Consolidated net income at LG Electronics grew 88% from a year ago to 1.09 trillion won ($907 million), driven by high-priced appliances and brisk sales of OLED, or organic light-emitting diode, television sets. The won's depreciation against the dollar in March also lifted profits.

In 2016, LG steered away from mass-market products and began focusing on high-end consumers, introducing Signature, its premium appliance brand for refrigerators, washing machines and clothes dryers. For TV sets, the company focused on high-definition OLED products, shifting from liquid-crystal displays.

LG also rolled out its Styler clothing-care system -- a completely new type of home appliance -- after nine years of research and development. The thin, tall cabinet uses steam to remove wrinkles and odor from clothes while sanitizing in the process. The popularity of Styler has prompted rivals, including Samsung, to follow suit with similar products.

"We've expanded the weight of premium products," said Kim I-kueon, head of financial planning for the company's home appliance and air conditioner unit. Kim said LG has established itself as a high-end appliance brand, mainly in the U.S. and South Korea. Premium products, including Signature appliances, now account for over 50% of revenue in the business.

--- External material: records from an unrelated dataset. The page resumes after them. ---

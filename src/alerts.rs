//! Local replica of the backend's alert history.
//!
//! The replica is a snapshot: `refresh` replaces it wholesale, `delete` removes
//! an entry only after the backend confirms. Views are computed from the
//! replica without mutating it.
//!
//! A delete that completes while a refresh is in flight is remembered until
//! that refresh lands, so the refreshed list cannot resurrect the entry.

use chrono::{DateTime, Local, NaiveDateTime};
use serde::{Deserialize, Serialize};
use std::collections::{BTreeMap, BTreeSet};
use std::sync::{Arc, Mutex, MutexGuard};
use std::time::Duration;
use url::Url;

use crate::error::{Error, Result};
use crate::transport::{
    image_url, parse_alert_list, parse_delete_response, DeleteRequest, Transport,
    ALERTS_DELETE_PATH, ALERTS_LIST_PATH,
};

/// Backend timestamp format, local time.
const TIMESTAMP_FORMAT: &str = "%Y-%m-%d %H:%M:%S";

/// One historical detection alert as stored by the backend.
#[derive(Clone, Debug, PartialEq, Serialize, Deserialize)]
pub struct Alert {
    /// Local-time timestamp; also the alert's identifier.
    pub timestamp: String,
    #[serde(default)]
    pub classes: Vec<String>,
    #[serde(default)]
    pub image_path: Option<String>,
    #[serde(default)]
    pub confidences: BTreeMap<String, f64>,
}

impl Alert {
    /// Parsed timestamp. Accepts the backend format and RFC 3339.
    pub fn recorded_at(&self) -> Option<NaiveDateTime> {
        parse_timestamp(&self.timestamp)
    }

    pub fn image_url(&self, base_url: &Url) -> Option<Url> {
        self.image_path
            .as_deref()
            .and_then(|path| image_url(base_url, path))
    }

    fn matches_search(&self, needle_lower: &str) -> bool {
        self.classes
            .iter()
            .any(|class| class.to_lowercase().contains(needle_lower))
    }
}

pub fn parse_timestamp(raw: &str) -> Option<NaiveDateTime> {
    let raw = raw.trim();
    if let Ok(parsed) = NaiveDateTime::parse_from_str(raw, TIMESTAMP_FORMAT) {
        return Some(parsed);
    }
    if let Ok(parsed) = DateTime::parse_from_rfc3339(raw) {
        return Some(parsed.with_timezone(&Local).naive_local());
    }
    NaiveDateTime::parse_from_str(raw, "%Y-%m-%dT%H:%M:%S%.f").ok()
}

#[derive(Clone, Debug, Default, PartialEq, Eq)]
pub enum ClassFilter {
    #[default]
    All,
    /// Exact membership in an alert's classes.
    Only(String),
}

impl ClassFilter {
    fn admits(&self, alert: &Alert) -> bool {
        match self {
            ClassFilter::All => true,
            ClassFilter::Only(class) => alert.classes.iter().any(|c| c == class),
        }
    }
}

#[derive(Clone, Copy, Debug, Default, PartialEq, Eq)]
pub enum SortOrder {
    #[default]
    Newest,
    Oldest,
}

impl std::str::FromStr for SortOrder {
    type Err = String;

    fn from_str(value: &str) -> std::result::Result<Self, Self::Err> {
        match value.trim().to_lowercase().as_str() {
            "newest" => Ok(SortOrder::Newest),
            "oldest" => Ok(SortOrder::Oldest),
            other => Err(format!(
                "unknown sort order '{}'; expected newest or oldest",
                other
            )),
        }
    }
}

/// Search, class filter, and sort order for a view.
#[derive(Clone, Debug, Default, PartialEq, Eq)]
pub struct AlertQuery {
    pub search_text: String,
    pub class_filter: ClassFilter,
    pub sort: SortOrder,
}

/// Class filter first, then case-insensitive substring search over class
/// labels, then a stable sort by timestamp. Unparseable timestamps sort as oldest.
pub fn apply_query(alerts: &[Alert], query: &AlertQuery) -> Vec<Alert> {
    let needle = query.search_text.trim().to_lowercase();
    let mut keyed: Vec<(Option<NaiveDateTime>, &Alert)> = alerts
        .iter()
        .filter(|alert| query.class_filter.admits(alert))
        .filter(|alert| needle.is_empty() || alert.matches_search(&needle))
        .map(|alert| (alert.recorded_at(), alert))
        .collect();

    // sort_by is stable, so equal timestamps keep fetch order in both directions.
    keyed.sort_by(|(a, _), (b, _)| match query.sort {
        SortOrder::Newest => b.cmp(a),
        SortOrder::Oldest => a.cmp(b),
    });
    keyed.into_iter().map(|(_, alert)| alert.clone()).collect()
}

/// Sorted union of every alert's classes.
pub fn distinct_classes(alerts: &[Alert]) -> Vec<String> {
    alerts
        .iter()
        .flat_map(|alert| alert.classes.iter().cloned())
        .collect::<BTreeSet<_>>()
        .into_iter()
        .collect()
}

#[derive(Default)]
struct Replica {
    alerts: Vec<Alert>,
    classes: Vec<String>,
    refreshes_in_flight: usize,
    /// Deletes confirmed while a refresh was running.
    tombstones: Vec<String>,
}

impl Replica {
    fn replace(&mut self, alerts: Vec<Alert>) {
        self.alerts = alerts;
        if !self.tombstones.is_empty() {
            let tombstones = &self.tombstones;
            self.alerts
                .retain(|alert| !tombstones.iter().any(|ts| ts == &alert.timestamp));
        }
        self.classes = distinct_classes(&self.alerts);
    }

    fn remove(&mut self, timestamp: &str) -> usize {
        let before = self.alerts.len();
        self.alerts.retain(|alert| alert.timestamp != timestamp);
        let removed = before - self.alerts.len();
        if removed > 0 {
            self.classes = distinct_classes(&self.alerts);
        }
        removed
    }

    fn finish_refresh(&mut self) {
        self.refreshes_in_flight = self.refreshes_in_flight.saturating_sub(1);
        if self.refreshes_in_flight == 0 {
            self.tombstones.clear();
        }
    }
}

pub struct AlertStore {
    transport: Arc<dyn Transport>,
    timeout: Duration,
    replica: Mutex<Replica>,
}

impl AlertStore {
    pub fn new(transport: Arc<dyn Transport>, timeout: Duration) -> Self {
        Self {
            transport,
            timeout,
            replica: Mutex::new(Replica::default()),
        }
    }

    fn replica(&self) -> MutexGuard<'_, Replica> {
        self.replica
            .lock()
            .unwrap_or_else(|poisoned| poisoned.into_inner())
    }

    /// Replace the replica with the backend's current list.
    ///
    /// On failure the previous replica is left untouched.
    pub fn refresh(&self) -> Result<Vec<Alert>> {
        self.replica().refreshes_in_flight += 1;

        let fetched = self
            .transport
            .get(ALERTS_LIST_PATH, self.timeout)
            .map_err(|e| Error::Fetch(e.to_string()))
            .and_then(|response| parse_alert_list(&response));

        let mut replica = self.replica();
        let result = match fetched {
            Ok(alerts) => {
                replica.replace(alerts);
                log::info!("alerts: replica refreshed ({} alerts)", replica.alerts.len());
                Ok(replica.alerts.clone())
            }
            Err(err) => {
                log::warn!("alerts: refresh failed, keeping previous replica: {}", err);
                Err(err)
            }
        };
        replica.finish_refresh();
        result
    }

    /// Delete an alert on the backend, then drop it from the replica.
    ///
    /// Callers are expected to have obtained user confirmation. Deleting an
    /// absent timestamp succeeds. If the backend refuses, nothing changes locally.
    pub fn delete(&self, timestamp: &str) -> Result<()> {
        let body = serde_json::to_value(DeleteRequest { timestamp })
            .map_err(|e| Error::Delete(e.to_string()))?;
        let response = self
            .transport
            .post_json(ALERTS_DELETE_PATH, &body, self.timeout)
            .map_err(|e| Error::Delete(e.to_string()))?;
        parse_delete_response(&response)?;

        let mut replica = self.replica();
        let removed = replica.remove(timestamp);
        if replica.refreshes_in_flight > 0 {
            replica.tombstones.push(timestamp.to_string());
        }
        log::info!(
            "alerts: deleted {} ({} local entr{} removed)",
            timestamp,
            removed,
            if removed == 1 { "y" } else { "ies" }
        );
        Ok(())
    }

    /// Filtered, searched, sorted view of the current replica.
    pub fn view(&self, query: &AlertQuery) -> Vec<Alert> {
        apply_query(&self.replica().alerts, query)
    }

    /// Distinct class values available for filtering.
    pub fn classes(&self) -> Vec<String> {
        self.replica().classes.clone()
    }

    pub fn snapshot(&self) -> Vec<Alert> {
        self.replica().alerts.clone()
    }

    pub fn len(&self) -> usize {
        self.replica().alerts.len()
    }

    pub fn is_empty(&self) -> bool {
        self.replica().alerts.is_empty()
    }

    pub fn contains(&self, timestamp: &str) -> bool {
        self.replica()
            .alerts
            .iter()
            .any(|alert| alert.timestamp == timestamp)
    }
}
//! Upload of compressed images to the detection endpoint.
//!
//! Each submission runs under one wall-clock budget. Within it, up to
//! `max_attempts` sends are made, each bounded by `attempt_timeout` (or
//! whatever is left of the budget, if less). Only `NetworkUnavailable` and
//! `Timeout` are retried, after a fixed `retry_delay`. Structured server
//! answers, success or failure, end the submission immediately. A failed
//! connectivity check before a send also ends it immediately.
//!
//! Each send runs on a worker thread while the caller polls the
//! `CancelHandle`. A cancel returns `Cancelled` at once; the abandoned request
//! is dropped when its per-attempt timeout closes the socket. A reply that
//! arrives after a cancel is discarded.

use std::sync::atomic::{AtomicBool, Ordering};
use std::sync::mpsc::{self, RecvTimeoutError};
use std::sync::Arc;
use std::thread;
use std::time::{Duration, Instant};

use crate::compress::CompressedImage;
use crate::detect::DetectionResult;
use crate::error::{Error, Result};
use crate::transport::{
    parse_upload_response, Transport, TransportError, UploadRequest, UPLOAD_PATH,
};

/// How often a waiting submission re-checks its `CancelHandle`.
const CANCEL_POLL: Duration = Duration::from_millis(25);

#[derive(Clone, Debug, PartialEq, Eq)]
pub struct UploadPolicy {
    pub attempt_timeout: Duration,
    pub total_budget: Duration,
    pub max_attempts: u32,
    pub retry_delay: Duration,
}

impl Default for UploadPolicy {
    fn default() -> Self {
        Self {
            attempt_timeout: Duration::from_secs(30),
            total_budget: Duration::from_secs(60),
            max_attempts: 3,
            retry_delay: Duration::from_secs(1),
        }
    }
}

/// Shared flag that aborts a submission, including one waiting on a send.
#[derive(Clone, Debug, Default)]
pub struct CancelHandle {
    cancelled: Arc<AtomicBool>,
}

impl CancelHandle {
    pub fn new() -> Self {
        Self::default()
    }

    pub fn cancel(&self) {
        self.cancelled.store(true, Ordering::SeqCst);
    }

    pub fn is_cancelled(&self) -> bool {
        self.cancelled.load(Ordering::SeqCst)
    }

    pub fn reset(&self) {
        self.cancelled.store(false, Ordering::SeqCst);
    }
}

pub struct UploadClient {
    transport: Arc<dyn Transport>,
    policy: UploadPolicy,
}

impl UploadClient {
    pub fn new(transport: Arc<dyn Transport>, policy: UploadPolicy) -> Self {
        Self { transport, policy }
    }

    pub fn policy(&self) -> &UploadPolicy {
        &self.policy
    }

    /// Submit one image and wait for the detection result.
    pub fn submit(
        &self,
        image: &CompressedImage,
        cancel: &CancelHandle,
    ) -> Result<DetectionResult> {
        let started = Instant::now();
        let deadline = started + self.policy.total_budget;
        let data_url = image.to_data_url();
        let body = serde_json::to_value(UploadRequest { image: &data_url })
            .map(Arc::new)
            .map_err(|e| Error::Encode(format!("upload body: {}", e)))?;
        let digest = image.digest_hex();
        let max_attempts = self.policy.max_attempts.max(1);

        let mut attempt = 1;
        loop {
            if cancel.is_cancelled() {
                return Err(Error::Cancelled);
            }
            let remaining = deadline.saturating_duration_since(Instant::now());
            if remaining.is_zero() {
                return Err(timeout_since(started));
            }
            let timeout = remaining.min(self.policy.attempt_timeout);

            // Offline fails fast: nothing is sent and no retry is scheduled.
            if !self.transport.is_online() {
                log::warn!("upload {}: no network connection", digest);
                return Err(Error::NetworkUnavailable(
                    "no network connection".to_string(),
                ));
            }

            log::info!(
                "upload {}: attempt {}/{} ({} bytes, timeout {}ms)",
                digest,
                attempt,
                max_attempts,
                image.estimated_size(),
                timeout.as_millis()
            );

            let err = match self.send_once(&body, timeout, started, cancel) {
                Ok(result) => {
                    log::info!(
                        "upload {}: {} class(es) detected",
                        digest,
                        result.detected_classes.len()
                    );
                    return Ok(result);
                }
                Err(err) => err,
            };

            if !err.is_transient() || attempt >= max_attempts {
                log::warn!(
                    "upload {}: giving up after attempt {}: {}",
                    digest,
                    attempt,
                    err
                );
                return Err(err);
            }
            log::warn!(
                "upload {}: attempt {} failed ({}); retrying in {}ms",
                digest,
                attempt,
                err,
                self.policy.retry_delay.as_millis()
            );
            self.wait_before_retry(deadline, cancel)?;
            if Instant::now() >= deadline {
                return Err(timeout_since(started));
            }
            attempt += 1;
        }
    }

    fn send_once(
        &self,
        body: &Arc<serde_json::Value>,
        timeout: Duration,
        started: Instant,
        cancel: &CancelHandle,
    ) -> Result<DetectionResult> {
        let (tx, rx) = mpsc::channel();
        let transport = Arc::clone(&self.transport);
        let payload = Arc::clone(body);
        thread::Builder::new()
            .name("upload-send".to_string())
            .spawn(move || {
                // The receiver is gone if the caller cancelled.
                let _ = tx.send(transport.post_json(UPLOAD_PATH, &payload, timeout));
            })
            .map_err(|e| Error::NetworkUnavailable(format!("spawn upload worker: {}", e)))?;

        let reply = loop {
            if cancel.is_cancelled() {
                log::info!("upload cancelled while waiting for the backend");
                return Err(Error::Cancelled);
            }
            match rx.recv_timeout(CANCEL_POLL) {
                Ok(reply) => break reply,
                Err(RecvTimeoutError::Timeout) => continue,
                Err(RecvTimeoutError::Disconnected) => {
                    return Err(Error::NetworkUnavailable(
                        "upload worker exited without a reply".to_string(),
                    ))
                }
            }
        };
        if cancel.is_cancelled() {
            return Err(Error::Cancelled);
        }

        match reply {
            Ok(response) => parse_upload_response(&response),
            Err(TransportError::Timeout) => Err(timeout_since(started)),
            Err(TransportError::Offline(detail)) | Err(TransportError::Connect(detail)) => {
                Err(Error::NetworkUnavailable(detail))
            }
        }
    }

    fn wait_before_retry(&self, deadline: Instant, cancel: &CancelHandle) -> Result<()> {
        let wake_at = (Instant::now() + self.policy.retry_delay).min(deadline);
        loop {
            if cancel.is_cancelled() {
                return Err(Error::Cancelled);
            }
            let now = Instant::now();
            if now >= wake_at {
                return Ok(());
            }
            thread::sleep((wake_at - now).min(CANCEL_POLL));
        }
    }
}

fn timeout_since(started: Instant) -> Error {
    Error::Timeout {
        elapsed_ms: started.elapsed().as_millis() as u64,
    }
}
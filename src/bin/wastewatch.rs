//! wastewatch - command-line front end for the waste detection dashboard.
//!
//! Subcommands:
//! 1. `health`: probe the backend
//! 2. `detect`: capture (file or synthetic camera), upload, and grade one image
//! 3. `alerts`: list, filter, and delete stored alerts
//! 4. `stats`: summary counters over the alert history

use anyhow::{anyhow, bail, Result};
use clap::{Args as ClapArgs, Parser, Subcommand};
use std::path::PathBuf;

use wastewatch::alerts::{AlertQuery, ClassFilter, SortOrder};
use wastewatch::{
    ClientConfig, DashboardController, Facing, FileSource, ProcessOutcome, SyntheticCamera,
};

#[derive(Parser, Debug)]
#[command(
    author,
    version,
    about = "Capture, upload, and review waste detections"
)]
struct Args {
    /// Backend origin. Overrides the config file and WASTEWATCH_BASE_URL.
    #[arg(long, global = true)]
    base_url: Option<String>,

    #[command(subcommand)]
    command: Command,
}

#[derive(Subcommand, Debug)]
enum Command {
    /// Check that the backend answers `GET /health`.
    Health,
    /// Process one image through capture, compress, upload, and classify.
    Detect(DetectArgs),
    /// Review stored alerts.
    #[command(subcommand)]
    Alerts(AlertsCommand),
    /// Summary counters over the alert history.
    Stats,
}

#[derive(ClapArgs, Debug)]
struct DetectArgs {
    /// Image file to upload.
    #[arg(long, conflicts_with = "camera")]
    file: Option<PathBuf>,

    /// Camera device to capture from. Only `synthetic` is built in.
    #[arg(long)]
    camera: Option<String>,

    /// Camera facing mode: environment (rear) or user (front).
    #[arg(long)]
    facing: Option<Facing>,
}

#[derive(Subcommand, Debug)]
enum AlertsCommand {
    /// List alerts, newest first by default.
    List {
        /// Case-insensitive substring matched against class labels.
        #[arg(long, default_value = "")]
        search: String,
        /// Only alerts containing exactly this class.
        #[arg(long)]
        class: Option<String>,
        /// newest or oldest.
        #[arg(long, default_value = "newest")]
        sort: SortOrder,
    },
    /// Distinct classes available for filtering.
    Classes,
    /// Delete the alert recorded at `timestamp`.
    Delete {
        timestamp: String,
        /// Confirm the deletion. Required.
        #[arg(long)]
        yes: bool,
    },
}

fn main() -> Result<()> {
    env_logger::Builder::from_env(env_logger::Env::default().default_filter_or("info")).init();
    let args = Args::parse();

    let mut config = ClientConfig::load()?;
    if let Some(base_url) = args.base_url.as_deref() {
        config.set_base_url(base_url)?;
    }
    log::info!("backend: {}", config.base_url);

    match args.command {
        Command::Health => run_health(config),
        Command::Detect(detect) => run_detect(config, detect),
        Command::Alerts(alerts) => run_alerts(config, alerts),
        Command::Stats => run_stats(config),
    }
}

fn controller(config: ClientConfig) -> DashboardController<SyntheticCamera> {
    DashboardController::new(config, SyntheticCamera::default())
}

fn run_health(config: ClientConfig) -> Result<()> {
    let dashboard = controller(config);
    if dashboard.check_health() {
        println!("backend healthy");
        Ok(())
    } else {
        bail!("backend unreachable")
    }
}

fn run_detect(mut config: ClientConfig, args: DetectArgs) -> Result<()> {
    if let Some(facing) = args.facing {
        config.facing = facing;
    }
    let dashboard = controller(config);
    if !dashboard.check_health() {
        bail!("backend unreachable; start the server and try again");
    }

    let outcome = match (args.file, args.camera.as_deref()) {
        (Some(path), _) => {
            let mut source = FileSource::from_path(&path)?;
            dashboard.process_source(&mut source)
        }
        (None, Some("synthetic")) => {
            dashboard.start_camera()?;
            let outcome = dashboard.capture_and_process();
            dashboard.stop_camera();
            outcome
        }
        (None, Some(other)) => bail!("unknown camera '{}'; only 'synthetic' is built in", other),
        (None, None) => bail!("pass --file <path> or --camera synthetic"),
    };

    match outcome {
        Ok(outcome) => {
            print_outcome(&outcome);
            Ok(())
        }
        Err(err) => Err(anyhow!(err.user_message())),
    }
}

fn print_outcome(outcome: &ProcessOutcome) {
    let verdict = &outcome.verdict;
    println!(
        "{} {} [{}] ({} waste label(s))",
        verdict.icon,
        verdict.message,
        verdict.color.as_str(),
        verdict.waste_count
    );
    if outcome.detection.has_detections() {
        for class in &outcome.detection.detected_classes {
            match outcome.detection.confidences.get(class) {
                Some(confidence) => println!("  - {} ({:.0}%)", class, confidence * 100.0),
                None => println!("  - {}", class),
            }
        }
    } else {
        println!("  no objects detected");
    }
    if let Some(url) = &outcome.processed_image_url {
        println!("processed image: {}", url);
    }
}

fn run_alerts(config: ClientConfig, command: AlertsCommand) -> Result<()> {
    let base_url = config.base_url.clone();
    let dashboard = controller(config);
    match command {
        AlertsCommand::List {
            search,
            class,
            sort,
        } => {
            dashboard
                .refresh_alerts()
                .map_err(|e| anyhow!(e.user_message()))?;
            let query = AlertQuery {
                search_text: search,
                class_filter: class.map(ClassFilter::Only).unwrap_or_default(),
                sort,
            };
            let view = dashboard.alert_view(&query);
            if view.is_empty() {
                println!("no alerts found");
            }
            for alert in view {
                let image = alert
                    .image_url(&base_url)
                    .map(|url| url.to_string())
                    .unwrap_or_else(|| "-".to_string());
                println!("{}  {}  {}", alert.timestamp, alert.classes.join(", "), image);
            }
            Ok(())
        }
        AlertsCommand::Classes => {
            dashboard
                .refresh_alerts()
                .map_err(|e| anyhow!(e.user_message()))?;
            for class in dashboard.alert_classes() {
                println!("{}", class);
            }
            Ok(())
        }
        AlertsCommand::Delete { timestamp, yes } => {
            if !yes {
                bail!("refusing to delete {} without --yes", timestamp);
            }
            dashboard
                .delete_alert(&timestamp)
                .map_err(|e| anyhow!(e.user_message()))?;
            println!("deleted alert {}", timestamp);
            Ok(())
        }
    }
}

fn run_stats(config: ClientConfig) -> Result<()> {
    let dashboard = controller(config);
    dashboard
        .refresh_alerts()
        .map_err(|e| anyhow!(e.user_message()))?;
    let stats = dashboard.stats();
    println!("total alerts:   {}", stats.total_alerts);
    println!("today:          {}", stats.today_alerts);
    println!(
        "camera:         {}",
        if stats.camera_active { "on" } else { "off" }
    );
    println!("last detection: {}", stats.last_detection_label());
    Ok(())
}
//! JSON payloads exchanged with the detection backend.
//!
//! Every endpoint answers with a `status` discriminator. `"success"` is the only
//! accepted value; anything else carries a reason in `error` or `message`, and
//! that can happen at HTTP 200 as well as on a non-2xx status.

use serde::{Deserialize, Serialize};
use std::collections::BTreeMap;
use url::Url;

use super::{HttpResponse, UPLOADS_PATH};
use crate::alerts::Alert;
use crate::detect::DetectionResult;
use crate::error::{Error, Result};

const STATUS_SUCCESS: &str = "success";
const MAX_REASON_CHARS: usize = 200;

/// `POST /upload` body.
#[derive(Debug, Serialize)]
pub struct UploadRequest<'a> {
    /// Data URL, `data:image/jpeg;base64,...`.
    pub image: &'a str,
}

/// `POST /alerts/delete` body.
#[derive(Debug, Serialize)]
pub struct DeleteRequest<'a> {
    pub timestamp: &'a str,
}

/// Generic `{ status, message | error }` envelope.
#[derive(Debug, Deserialize, Default)]
pub struct StatusResponse {
    #[serde(default)]
    pub status: Option<String>,
    #[serde(default)]
    pub message: Option<String>,
    #[serde(default)]
    pub error: Option<String>,
}

impl StatusResponse {
    pub fn is_success(&self) -> bool {
        self.status.as_deref() == Some(STATUS_SUCCESS)
    }

    /// Server-supplied reason, preferring `error` over `message`.
    pub fn reason(&self) -> Option<String> {
        self.error
            .clone()
            .or_else(|| self.message.clone())
            .filter(|reason| !reason.trim().is_empty())
    }
}

/// `POST /upload` response.
#[derive(Debug, Deserialize)]
pub struct UploadResponse {
    #[serde(default)]
    pub status: Option<String>,
    #[serde(default)]
    pub processed_image: Option<String>,
    #[serde(default)]
    pub detected_classes: Vec<String>,
    #[serde(default)]
    pub confidences: BTreeMap<String, f64>,
    #[serde(default)]
    pub timestamp: Option<String>,
    #[serde(default)]
    pub message: Option<String>,
    #[serde(default)]
    pub error: Option<String>,
}

/// `GET /alerts/list` response.
#[derive(Debug, Deserialize)]
pub struct AlertListResponse {
    #[serde(default)]
    pub status: Option<String>,
    #[serde(default)]
    pub alerts: Vec<Alert>,
    #[serde(default)]
    pub message: Option<String>,
    #[serde(default)]
    pub error: Option<String>,
}

/// Interpret an upload exchange.
///
/// - non-2xx → `ServerError(status)` with whatever reason the body gives
/// - 2xx with a non-success discriminator → `ServerRejected(reason)`
/// - 2xx success → `DetectionResult`
pub fn parse_upload_response(response: &HttpResponse) -> Result<DetectionResult> {
    if !response.is_success() {
        return Err(Error::ServerError {
            status: response.status,
            message: failure_reason(&response.body),
        });
    }
    let parsed: UploadResponse = serde_json::from_str(&response.body)
        .map_err(|e| Error::ServerRejected(format!("invalid response body: {}", e)))?;

    if parsed.status.as_deref() != Some(STATUS_SUCCESS) {
        let reason = parsed
            .error
            .or(parsed.message)
            .filter(|reason| !reason.trim().is_empty())
            .unwrap_or_else(|| "Processing failed".to_string());
        return Err(Error::ServerRejected(reason));
    }

    let processed_image = parsed
        .processed_image
        .filter(|path| !path.trim().is_empty())
        .ok_or_else(|| Error::ServerRejected("response missing processed_image".to_string()))?;

    Ok(DetectionResult {
        processed_image,
        detected_classes: parsed.detected_classes,
        confidences: parsed.confidences,
        server_timestamp: parsed.timestamp,
    })
}

/// Interpret an alert list exchange.
pub fn parse_alert_list(response: &HttpResponse) -> Result<Vec<Alert>> {
    if !response.is_success() {
        return Err(Error::Fetch(format!(
            "status {}: {}",
            response.status,
            failure_reason(&response.body)
        )));
    }
    let parsed: AlertListResponse = serde_json::from_str(&response.body)
        .map_err(|e| Error::Fetch(format!("invalid alert list: {}", e)))?;
    if parsed.status.as_deref() != Some(STATUS_SUCCESS) {
        return Err(Error::Fetch(
            parsed
                .message
                .or(parsed.error)
                .unwrap_or_else(|| "Failed to fetch alerts".to_string()),
        ));
    }
    Ok(parsed.alerts)
}

/// Interpret an alert delete exchange.
pub fn parse_delete_response(response: &HttpResponse) -> Result<()> {
    if !response.is_success() {
        return Err(Error::Delete(format!(
            "status {}: {}",
            response.status,
            failure_reason(&response.body)
        )));
    }
    let parsed: StatusResponse = serde_json::from_str(&response.body)
        .map_err(|e| Error::Delete(format!("invalid delete response: {}", e)))?;
    if !parsed.is_success() {
        return Err(Error::Delete(
            parsed
                .reason()
                .unwrap_or_else(|| "Failed to delete alert".to_string()),
        ));
    }
    Ok(())
}

/// URL of a stored image (`GET /uploads/{imagePath}`).
///
/// Returns `None` for empty paths and paths that try to leave the uploads directory.
pub fn image_url(base_url: &Url, image_path: &str) -> Option<Url> {
    let name = image_path.trim().trim_start_matches('/');
    if name.is_empty() || name.split('/').any(|segment| segment == "..") {
        return None;
    }
    base_url
        .join(&format!("{}/", UPLOADS_PATH))
        .and_then(|uploads| uploads.join(name))
        .ok()
}

fn failure_reason(body: &str) -> String {
    if let Ok(parsed) = serde_json::from_str::<StatusResponse>(body) {
        if let Some(reason) = parsed.reason() {
            return reason;
        }
    }
    let trimmed = body.trim();
    if trimmed.is_empty() {
        return "no response body".to_string();
    }
    trimmed.chars().take(MAX_REASON_CHARS).collect()
}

The company expects earnings to slump in the three months to June due to suspended operations at European and U.S. outlets, as well as overseas factories. But Kim expects business to start normalizing after June, as consumers buy new items or replace old ones.

Despite the brisk performance of its mainstay business, LG Electronics' share price remains stilted. While revenue reached about $50 billion, the company's market cap is still below $10 billion, due mainly to a prolonged slump in LG's smartphone business. In contrast, Samsung Electronics' cap is nearly $280 billion.

LG's smartphone business recorded an operating loss of 237.8 billion won on revenue of 998.6 billion won in the three months to March. Unit sales have continued to slump in the face of stiff Chinese competition. As a result, the company has not been able to allocate funds for development that is sorely needed to come out with hit gadgets.

LG Electronics has tried to reduce costs by shifting production to Vietnam and relying more on outsourcing, but its smartphone business has recorded consecutive operating losses over the past 19 quarters.

LG Electronics is a leading member of the LG group, the fourth-largest conglomerate in South Korea. Still, corporate value remains less than half that of group members LG Chem and LG Household & Health Care, which are valued at 2.2 trillion won and 2.1 trillion won, respectively.

In addition to its smartphone business, LG Electronics is weighed by troubled LG Display, in which it has a 38% stake. The company needs to drastically reform its smartphone and display businesses while continuing to focus on premium appliances.